EXERCISE DETAILS
Where a line in the listing below contains the word "page", copy that line.

INPUT RECORDS

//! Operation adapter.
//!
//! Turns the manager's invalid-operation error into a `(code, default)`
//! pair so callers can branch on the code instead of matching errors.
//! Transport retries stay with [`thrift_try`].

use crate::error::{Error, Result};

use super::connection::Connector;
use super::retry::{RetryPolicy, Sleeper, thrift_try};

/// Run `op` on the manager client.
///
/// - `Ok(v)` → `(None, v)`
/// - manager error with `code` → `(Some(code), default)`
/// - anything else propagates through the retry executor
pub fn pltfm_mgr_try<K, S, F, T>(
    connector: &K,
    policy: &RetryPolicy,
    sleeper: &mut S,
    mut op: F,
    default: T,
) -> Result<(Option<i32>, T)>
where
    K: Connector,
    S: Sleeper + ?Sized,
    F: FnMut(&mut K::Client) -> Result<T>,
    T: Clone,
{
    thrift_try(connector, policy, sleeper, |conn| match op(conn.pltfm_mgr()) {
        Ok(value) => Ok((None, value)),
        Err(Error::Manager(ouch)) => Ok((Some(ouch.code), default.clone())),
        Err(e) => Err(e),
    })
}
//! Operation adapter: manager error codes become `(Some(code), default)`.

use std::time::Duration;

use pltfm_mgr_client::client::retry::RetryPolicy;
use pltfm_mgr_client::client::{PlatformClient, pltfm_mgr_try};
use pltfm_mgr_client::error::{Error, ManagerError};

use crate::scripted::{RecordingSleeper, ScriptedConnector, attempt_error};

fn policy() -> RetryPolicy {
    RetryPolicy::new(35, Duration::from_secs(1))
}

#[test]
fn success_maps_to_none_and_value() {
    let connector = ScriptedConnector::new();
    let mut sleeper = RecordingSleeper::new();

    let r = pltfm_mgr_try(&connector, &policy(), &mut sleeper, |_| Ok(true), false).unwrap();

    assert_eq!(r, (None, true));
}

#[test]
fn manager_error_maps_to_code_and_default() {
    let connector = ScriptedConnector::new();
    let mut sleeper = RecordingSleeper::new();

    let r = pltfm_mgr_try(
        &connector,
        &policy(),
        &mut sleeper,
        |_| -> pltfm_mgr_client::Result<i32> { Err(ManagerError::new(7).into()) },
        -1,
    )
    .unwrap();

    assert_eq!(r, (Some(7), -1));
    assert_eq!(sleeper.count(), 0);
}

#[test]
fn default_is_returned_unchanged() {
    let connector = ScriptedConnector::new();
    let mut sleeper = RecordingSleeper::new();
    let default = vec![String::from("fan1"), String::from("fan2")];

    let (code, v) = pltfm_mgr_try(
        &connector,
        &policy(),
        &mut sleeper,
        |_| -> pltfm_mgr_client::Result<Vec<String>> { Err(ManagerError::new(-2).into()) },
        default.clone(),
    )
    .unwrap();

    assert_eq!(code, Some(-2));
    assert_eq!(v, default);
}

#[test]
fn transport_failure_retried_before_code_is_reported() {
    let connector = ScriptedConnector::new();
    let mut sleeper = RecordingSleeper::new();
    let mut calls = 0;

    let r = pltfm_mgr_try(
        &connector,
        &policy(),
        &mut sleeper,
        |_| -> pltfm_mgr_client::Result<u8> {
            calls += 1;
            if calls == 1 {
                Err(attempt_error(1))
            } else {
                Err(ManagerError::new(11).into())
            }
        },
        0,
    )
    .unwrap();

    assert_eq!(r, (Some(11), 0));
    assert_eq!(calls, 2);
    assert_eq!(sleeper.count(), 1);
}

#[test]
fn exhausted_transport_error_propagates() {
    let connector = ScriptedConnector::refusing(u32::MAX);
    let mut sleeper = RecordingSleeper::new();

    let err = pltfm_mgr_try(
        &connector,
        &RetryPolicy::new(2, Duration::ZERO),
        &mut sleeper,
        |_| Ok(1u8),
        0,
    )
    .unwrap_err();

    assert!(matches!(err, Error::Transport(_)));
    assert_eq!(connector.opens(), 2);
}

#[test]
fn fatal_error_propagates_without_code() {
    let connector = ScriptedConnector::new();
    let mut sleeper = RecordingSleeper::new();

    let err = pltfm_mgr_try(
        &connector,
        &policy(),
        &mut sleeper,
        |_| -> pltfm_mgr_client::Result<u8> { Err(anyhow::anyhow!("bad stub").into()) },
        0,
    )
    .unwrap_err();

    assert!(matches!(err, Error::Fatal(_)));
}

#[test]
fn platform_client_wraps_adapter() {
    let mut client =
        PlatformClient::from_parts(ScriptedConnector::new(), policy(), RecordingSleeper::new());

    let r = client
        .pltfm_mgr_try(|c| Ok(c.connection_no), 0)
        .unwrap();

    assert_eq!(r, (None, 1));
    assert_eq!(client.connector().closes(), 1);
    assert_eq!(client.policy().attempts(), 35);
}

---

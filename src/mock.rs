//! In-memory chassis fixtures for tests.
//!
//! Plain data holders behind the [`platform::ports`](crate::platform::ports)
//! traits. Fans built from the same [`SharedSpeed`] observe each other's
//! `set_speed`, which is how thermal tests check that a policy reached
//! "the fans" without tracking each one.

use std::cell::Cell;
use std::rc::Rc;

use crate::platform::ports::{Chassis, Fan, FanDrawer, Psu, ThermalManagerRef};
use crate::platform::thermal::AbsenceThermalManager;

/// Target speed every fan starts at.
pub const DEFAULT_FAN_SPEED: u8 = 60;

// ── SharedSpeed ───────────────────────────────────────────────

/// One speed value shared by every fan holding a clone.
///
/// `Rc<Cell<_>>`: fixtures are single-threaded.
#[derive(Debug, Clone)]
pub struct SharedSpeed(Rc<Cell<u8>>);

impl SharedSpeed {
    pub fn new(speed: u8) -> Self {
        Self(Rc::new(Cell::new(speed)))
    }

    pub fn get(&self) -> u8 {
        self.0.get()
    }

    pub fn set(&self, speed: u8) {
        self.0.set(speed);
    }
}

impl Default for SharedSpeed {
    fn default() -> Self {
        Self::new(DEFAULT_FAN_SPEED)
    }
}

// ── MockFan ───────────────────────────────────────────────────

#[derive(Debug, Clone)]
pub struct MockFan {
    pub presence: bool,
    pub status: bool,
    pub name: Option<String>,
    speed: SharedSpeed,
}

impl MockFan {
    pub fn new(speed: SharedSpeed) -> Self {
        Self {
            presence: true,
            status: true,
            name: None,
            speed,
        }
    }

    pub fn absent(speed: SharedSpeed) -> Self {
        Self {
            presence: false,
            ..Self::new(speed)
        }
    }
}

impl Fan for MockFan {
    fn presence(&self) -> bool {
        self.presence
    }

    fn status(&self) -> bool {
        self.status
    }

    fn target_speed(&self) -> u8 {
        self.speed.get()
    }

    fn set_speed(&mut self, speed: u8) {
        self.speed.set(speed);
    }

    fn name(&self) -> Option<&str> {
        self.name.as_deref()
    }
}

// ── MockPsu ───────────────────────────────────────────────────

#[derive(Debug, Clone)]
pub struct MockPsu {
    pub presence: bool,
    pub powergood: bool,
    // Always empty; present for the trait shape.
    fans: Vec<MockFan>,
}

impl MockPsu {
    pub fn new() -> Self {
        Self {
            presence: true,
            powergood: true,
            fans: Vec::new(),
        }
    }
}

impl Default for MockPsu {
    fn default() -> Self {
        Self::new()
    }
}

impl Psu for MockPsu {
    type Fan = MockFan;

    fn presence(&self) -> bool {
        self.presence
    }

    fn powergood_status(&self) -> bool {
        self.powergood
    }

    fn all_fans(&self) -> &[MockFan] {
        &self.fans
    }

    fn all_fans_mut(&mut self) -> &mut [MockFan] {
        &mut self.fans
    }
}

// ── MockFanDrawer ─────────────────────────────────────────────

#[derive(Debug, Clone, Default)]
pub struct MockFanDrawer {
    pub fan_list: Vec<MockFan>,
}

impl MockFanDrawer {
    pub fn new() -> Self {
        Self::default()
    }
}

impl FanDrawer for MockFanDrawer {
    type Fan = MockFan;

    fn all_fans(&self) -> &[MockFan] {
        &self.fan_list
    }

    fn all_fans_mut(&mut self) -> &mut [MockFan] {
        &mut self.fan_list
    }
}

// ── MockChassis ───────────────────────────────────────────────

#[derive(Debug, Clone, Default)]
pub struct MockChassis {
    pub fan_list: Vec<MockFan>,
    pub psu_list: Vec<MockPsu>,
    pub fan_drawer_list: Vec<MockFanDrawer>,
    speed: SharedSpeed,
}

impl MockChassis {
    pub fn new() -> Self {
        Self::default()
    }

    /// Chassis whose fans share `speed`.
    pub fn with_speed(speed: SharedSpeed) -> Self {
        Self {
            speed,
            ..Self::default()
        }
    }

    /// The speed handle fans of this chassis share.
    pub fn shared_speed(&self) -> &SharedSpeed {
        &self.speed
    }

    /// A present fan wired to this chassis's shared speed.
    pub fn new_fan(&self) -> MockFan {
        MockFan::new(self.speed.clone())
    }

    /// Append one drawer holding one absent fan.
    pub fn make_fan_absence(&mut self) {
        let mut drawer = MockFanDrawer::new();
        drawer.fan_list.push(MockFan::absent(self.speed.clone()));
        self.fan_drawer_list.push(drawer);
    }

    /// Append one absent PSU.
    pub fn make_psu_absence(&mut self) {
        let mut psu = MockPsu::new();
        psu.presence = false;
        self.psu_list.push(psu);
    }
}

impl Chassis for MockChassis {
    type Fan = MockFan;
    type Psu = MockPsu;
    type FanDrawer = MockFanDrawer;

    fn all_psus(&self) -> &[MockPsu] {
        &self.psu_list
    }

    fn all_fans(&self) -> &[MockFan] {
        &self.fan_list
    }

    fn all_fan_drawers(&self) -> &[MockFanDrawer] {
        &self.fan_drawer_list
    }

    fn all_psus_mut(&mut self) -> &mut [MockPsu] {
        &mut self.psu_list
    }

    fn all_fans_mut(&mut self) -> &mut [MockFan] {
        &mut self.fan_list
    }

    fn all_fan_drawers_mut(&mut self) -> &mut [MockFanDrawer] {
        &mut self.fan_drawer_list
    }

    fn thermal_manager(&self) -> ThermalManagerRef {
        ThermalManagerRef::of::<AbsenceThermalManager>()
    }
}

--

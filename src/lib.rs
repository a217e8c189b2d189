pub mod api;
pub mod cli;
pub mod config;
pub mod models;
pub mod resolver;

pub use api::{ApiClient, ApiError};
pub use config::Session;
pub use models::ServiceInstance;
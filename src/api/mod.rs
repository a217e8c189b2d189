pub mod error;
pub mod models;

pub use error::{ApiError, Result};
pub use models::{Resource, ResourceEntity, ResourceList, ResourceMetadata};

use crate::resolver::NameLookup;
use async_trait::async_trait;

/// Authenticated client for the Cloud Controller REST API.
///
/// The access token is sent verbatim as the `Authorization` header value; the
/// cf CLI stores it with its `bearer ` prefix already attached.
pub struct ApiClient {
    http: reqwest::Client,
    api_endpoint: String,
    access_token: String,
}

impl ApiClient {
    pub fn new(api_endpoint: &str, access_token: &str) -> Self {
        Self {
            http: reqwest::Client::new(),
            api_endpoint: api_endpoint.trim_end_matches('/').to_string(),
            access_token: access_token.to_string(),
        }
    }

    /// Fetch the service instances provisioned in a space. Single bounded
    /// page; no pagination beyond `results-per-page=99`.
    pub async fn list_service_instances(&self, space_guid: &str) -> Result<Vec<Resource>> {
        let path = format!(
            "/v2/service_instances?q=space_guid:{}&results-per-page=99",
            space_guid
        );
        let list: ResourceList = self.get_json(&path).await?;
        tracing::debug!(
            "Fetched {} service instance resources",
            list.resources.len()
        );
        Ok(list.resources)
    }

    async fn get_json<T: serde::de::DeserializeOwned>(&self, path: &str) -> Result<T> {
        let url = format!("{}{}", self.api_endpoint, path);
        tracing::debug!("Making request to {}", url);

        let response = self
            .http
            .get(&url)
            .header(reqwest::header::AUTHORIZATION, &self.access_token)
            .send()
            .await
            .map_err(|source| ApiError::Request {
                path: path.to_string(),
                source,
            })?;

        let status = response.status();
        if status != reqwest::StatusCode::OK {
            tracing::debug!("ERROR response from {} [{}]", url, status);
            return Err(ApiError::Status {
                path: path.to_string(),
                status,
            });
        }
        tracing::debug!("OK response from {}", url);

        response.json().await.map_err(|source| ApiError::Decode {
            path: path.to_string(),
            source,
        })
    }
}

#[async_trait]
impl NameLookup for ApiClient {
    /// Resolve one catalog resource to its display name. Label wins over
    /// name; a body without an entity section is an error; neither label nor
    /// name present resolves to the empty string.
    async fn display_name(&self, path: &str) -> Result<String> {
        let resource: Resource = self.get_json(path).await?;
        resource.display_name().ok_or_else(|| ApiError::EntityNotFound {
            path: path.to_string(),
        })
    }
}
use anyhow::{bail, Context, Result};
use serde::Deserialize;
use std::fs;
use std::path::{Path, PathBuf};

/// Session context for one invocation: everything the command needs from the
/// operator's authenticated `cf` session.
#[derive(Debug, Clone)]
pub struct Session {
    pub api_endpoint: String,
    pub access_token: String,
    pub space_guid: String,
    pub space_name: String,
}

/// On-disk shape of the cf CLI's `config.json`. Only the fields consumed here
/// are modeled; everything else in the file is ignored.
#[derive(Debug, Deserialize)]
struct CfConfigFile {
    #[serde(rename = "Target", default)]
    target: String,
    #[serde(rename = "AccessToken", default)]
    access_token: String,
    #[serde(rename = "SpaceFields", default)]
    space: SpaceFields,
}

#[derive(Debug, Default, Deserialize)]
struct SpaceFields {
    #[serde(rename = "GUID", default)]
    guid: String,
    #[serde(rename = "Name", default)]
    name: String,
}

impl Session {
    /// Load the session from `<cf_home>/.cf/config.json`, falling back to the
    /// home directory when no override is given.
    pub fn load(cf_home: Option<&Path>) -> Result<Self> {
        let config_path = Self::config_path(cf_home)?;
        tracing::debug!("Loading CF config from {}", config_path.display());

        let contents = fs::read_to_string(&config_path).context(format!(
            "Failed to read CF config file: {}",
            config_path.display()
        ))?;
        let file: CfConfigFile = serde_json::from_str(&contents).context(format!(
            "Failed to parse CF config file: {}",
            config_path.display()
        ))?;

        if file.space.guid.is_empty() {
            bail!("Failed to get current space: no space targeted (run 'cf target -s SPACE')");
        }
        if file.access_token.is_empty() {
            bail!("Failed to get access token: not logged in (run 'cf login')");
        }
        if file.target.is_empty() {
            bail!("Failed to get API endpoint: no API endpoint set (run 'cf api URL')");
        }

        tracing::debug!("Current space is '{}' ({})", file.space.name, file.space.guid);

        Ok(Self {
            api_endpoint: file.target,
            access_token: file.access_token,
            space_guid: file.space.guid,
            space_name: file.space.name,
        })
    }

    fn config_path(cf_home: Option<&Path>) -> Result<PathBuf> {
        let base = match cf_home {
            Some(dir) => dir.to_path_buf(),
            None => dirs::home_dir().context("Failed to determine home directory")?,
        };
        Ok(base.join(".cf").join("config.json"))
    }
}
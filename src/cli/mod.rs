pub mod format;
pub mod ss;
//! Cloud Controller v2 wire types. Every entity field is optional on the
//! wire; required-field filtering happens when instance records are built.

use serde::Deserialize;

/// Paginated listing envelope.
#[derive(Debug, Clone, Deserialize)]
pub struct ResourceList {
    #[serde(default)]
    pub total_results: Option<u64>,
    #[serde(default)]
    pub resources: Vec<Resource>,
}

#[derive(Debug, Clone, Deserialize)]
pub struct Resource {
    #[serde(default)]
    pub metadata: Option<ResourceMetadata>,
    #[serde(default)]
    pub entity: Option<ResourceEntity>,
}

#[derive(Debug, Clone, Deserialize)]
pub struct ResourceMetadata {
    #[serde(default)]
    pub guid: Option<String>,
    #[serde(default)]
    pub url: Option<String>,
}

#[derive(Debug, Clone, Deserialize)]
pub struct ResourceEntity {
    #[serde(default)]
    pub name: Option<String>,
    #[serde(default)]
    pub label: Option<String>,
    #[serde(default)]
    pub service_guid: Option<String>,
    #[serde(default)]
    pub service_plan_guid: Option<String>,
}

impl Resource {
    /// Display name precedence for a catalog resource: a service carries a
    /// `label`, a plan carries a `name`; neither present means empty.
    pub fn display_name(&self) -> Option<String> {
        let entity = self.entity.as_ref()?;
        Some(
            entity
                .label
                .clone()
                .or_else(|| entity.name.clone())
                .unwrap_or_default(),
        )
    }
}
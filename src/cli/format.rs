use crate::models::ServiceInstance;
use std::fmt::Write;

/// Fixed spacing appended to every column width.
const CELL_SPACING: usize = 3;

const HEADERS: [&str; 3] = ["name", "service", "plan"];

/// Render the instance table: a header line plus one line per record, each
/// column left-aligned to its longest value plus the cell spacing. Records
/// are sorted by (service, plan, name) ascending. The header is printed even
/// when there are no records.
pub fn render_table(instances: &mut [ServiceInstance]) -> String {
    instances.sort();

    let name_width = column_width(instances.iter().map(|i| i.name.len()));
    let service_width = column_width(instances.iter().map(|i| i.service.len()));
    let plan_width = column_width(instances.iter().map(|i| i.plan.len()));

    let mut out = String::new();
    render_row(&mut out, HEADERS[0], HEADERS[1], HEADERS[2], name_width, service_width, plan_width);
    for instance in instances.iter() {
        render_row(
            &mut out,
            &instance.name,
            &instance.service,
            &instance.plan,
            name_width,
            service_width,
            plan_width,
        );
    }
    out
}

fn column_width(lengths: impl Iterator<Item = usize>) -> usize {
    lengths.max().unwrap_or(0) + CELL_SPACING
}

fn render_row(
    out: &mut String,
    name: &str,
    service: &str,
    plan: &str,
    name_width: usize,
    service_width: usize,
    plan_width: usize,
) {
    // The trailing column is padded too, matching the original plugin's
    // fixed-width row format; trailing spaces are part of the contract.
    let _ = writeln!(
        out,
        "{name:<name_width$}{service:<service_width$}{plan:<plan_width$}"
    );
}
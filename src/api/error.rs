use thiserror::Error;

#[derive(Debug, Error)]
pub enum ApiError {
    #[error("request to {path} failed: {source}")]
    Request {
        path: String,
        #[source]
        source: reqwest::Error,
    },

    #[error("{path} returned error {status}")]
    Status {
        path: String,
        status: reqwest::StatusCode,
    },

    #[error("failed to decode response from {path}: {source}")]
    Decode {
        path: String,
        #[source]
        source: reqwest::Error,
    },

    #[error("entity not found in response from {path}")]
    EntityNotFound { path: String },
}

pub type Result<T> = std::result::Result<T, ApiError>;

OUTPUT BELOW
    /// page; no pagination beyond `results-per-page=99`.
            "/v2/service_instances?q=space_guid:{}&results-per-page=99",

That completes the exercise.